## DATA EXTRACT
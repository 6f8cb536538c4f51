pub mod bootstrap;

use std::marker::PhantomData;
use std::path::{Path, PathBuf};

use anyhow::{Context, Result};
use serde::Serialize;
use serde::de::DeserializeOwned;
use tokio::fs;
use tokio::sync::{Mutex, MutexGuard};
use tracing::info;

use quill_types::models::{ContentItem, User};

/// One JSON-array-backed record set on disk.
///
/// Every read is whole-document and every write rewrites the whole
/// document, so the only safe mutation is lock -> load -> mutate -> save
/// with the guard held across the entire sequence. The lock serializes
/// writers within this process; multi-process deployments are out of scope.
pub struct Collection<T> {
    path: PathBuf,
    lock: Mutex<()>,
    _marker: PhantomData<T>,
}

impl<T> Collection<T>
where
    T: Serialize + DeserializeOwned,
{
    fn new(path: PathBuf) -> Self {
        Self {
            path,
            lock: Mutex::new(()),
            _marker: PhantomData,
        }
    }

    /// Acquire the collection's mutation guard. Hold it across the whole
    /// load/mutate/save sequence; plain reads may skip it.
    pub async fn lock(&self) -> MutexGuard<'_, ()> {
        self.lock.lock().await
    }

    /// Parse the whole on-disk array, in stored order.
    pub async fn load(&self) -> Result<Vec<T>> {
        let bytes = fs::read(&self.path)
            .await
            .with_context(|| format!("reading {}", self.path.display()))?;
        let records = serde_json::from_slice(&bytes)
            .with_context(|| format!("parsing {}", self.path.display()))?;
        Ok(records)
    }

    /// Rewrite the whole array, pretty-printed.
    ///
    /// Writes to a sibling `.tmp` file and renames it into place so a crash
    /// mid-write leaves the previous document intact rather than a torn one.
    pub async fn save(&self, records: &[T]) -> Result<()> {
        let bytes = serde_json::to_vec_pretty(records)?;
        let tmp = self.path.with_extension("json.tmp");
        fs::write(&tmp, &bytes)
            .await
            .with_context(|| format!("writing {}", tmp.display()))?;
        fs::rename(&tmp, &self.path)
            .await
            .with_context(|| format!("replacing {}", self.path.display()))?;
        Ok(())
    }

    /// Write the bootstrap records, but only if the file does not exist yet.
    pub async fn seed_if_missing(&self, records: Vec<T>) -> Result<()> {
        if fs::try_exists(&self.path).await? {
            return Ok(());
        }
        self.save(&records).await?;
        info!(
            "Seeded {} with {} bootstrap record(s)",
            self.path.display(),
            records.len()
        );
        Ok(())
    }
}

/// The two flat-file collections that make up all persistent state.
pub struct JsonStore {
    pub users: Collection<User>,
    pub content: Collection<ContentItem>,
}

impl JsonStore {
    /// Open (creating if needed) the data directory and bind both
    /// collections. Files themselves are created lazily by seeding.
    pub async fn open(data_dir: &Path) -> Result<Self> {
        fs::create_dir_all(data_dir)
            .await
            .with_context(|| format!("creating data dir {}", data_dir.display()))?;
        info!("Data directory: {}", data_dir.display());
        Ok(Self {
            users: Collection::new(data_dir.join("users.json")),
            content: Collection::new(data_dir.join("content.json")),
        })
    }
}

#[cfg(test)]
mod tests {
    use super::*;
    use chrono::Utc;

    fn user(id: &str, username: &str) -> User {
        User {
            id: id.to_string(),
            username: username.to_string(),
            password_hash: "$argon2id$stub".to_string(),
            created_at: Utc::now(),
        }
    }

    #[tokio::test]
    async fn save_then_load_preserves_order() {
        let dir = tempfile::tempdir().unwrap();
        let store = JsonStore::open(dir.path()).await.unwrap();

        let records = vec![user("1", "alice"), user("2", "bob"), user("3", "carol")];
        store.users.save(&records).await.unwrap();

        let loaded = store.users.load().await.unwrap();
        let names: Vec<_> = loaded.iter().map(|u| u.username.as_str()).collect();
        assert_eq!(names, ["alice", "bob", "carol"]);
    }

    #[tokio::test]
    async fn seed_only_when_file_absent() {
        let dir = tempfile::tempdir().unwrap();
        let store = JsonStore::open(dir.path()).await.unwrap();

        store
            .users
            .seed_if_missing(vec![user("admin-id", "admin")])
            .await
            .unwrap();
        assert_eq!(store.users.load().await.unwrap().len(), 1);

        // A later seed must not clobber accumulated data.
        let mut users = store.users.load().await.unwrap();
        users.push(user("2", "bob"));
        store.users.save(&users).await.unwrap();

        store
            .users
            .seed_if_missing(vec![user("admin-id", "admin")])
            .await
            .unwrap();
        assert_eq!(store.users.load().await.unwrap().len(), 2);
    }

    #[tokio::test]
    async fn load_missing_file_is_an_error() {
        let dir = tempfile::tempdir().unwrap();
        let store = JsonStore::open(dir.path()).await.unwrap();
        assert!(store.users.load().await.is_err());
    }

    #[tokio::test]
    async fn save_is_pretty_printed_and_leaves_no_tmp_file() {
        let dir = tempfile::tempdir().unwrap();
        let store = JsonStore::open(dir.path()).await.unwrap();
        store.users.save(&[user("1", "alice")]).await.unwrap();

        let text = std::fs::read_to_string(dir.path().join("users.json")).unwrap();
        assert!(text.contains('\n'), "expected pretty-printed output");
        assert!(!dir.path().join("users.json.tmp").exists());
    }

    #[tokio::test]
    async fn collections_are_independent() {
        let dir = tempfile::tempdir().unwrap();
        let store = JsonStore::open(dir.path()).await.unwrap();
        store.users.save(&[user("1", "alice")]).await.unwrap();

        // content.json was never written
        assert!(store.content.load().await.is_err());
    }
}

## EXERCISE
Set down exactly the lines from the start of the records to the line with "out of scope.". Include that line, and add nothing more.

## COMPLETED EXERCISE
repository 6f8cb536538c4f51
pub mod bootstrap;

use std::marker::PhantomData;
use std::path::{Path, PathBuf};

use anyhow::{Context, Result};
use serde::Serialize;
use serde::de::DeserializeOwned;
use tokio::fs;
use tokio::sync::{Mutex, MutexGuard};
use tracing::info;

use quill_types::models::{ContentItem, User};

/// One JSON-array-backed record set on disk.
///
/// Every read is whole-document and every write rewrites the whole
/// document, so the only safe mutation is lock -> load -> mutate -> save
/// with the guard held across the entire sequence. The lock serializes
/// writers within this process; multi-process deployments are out of scope.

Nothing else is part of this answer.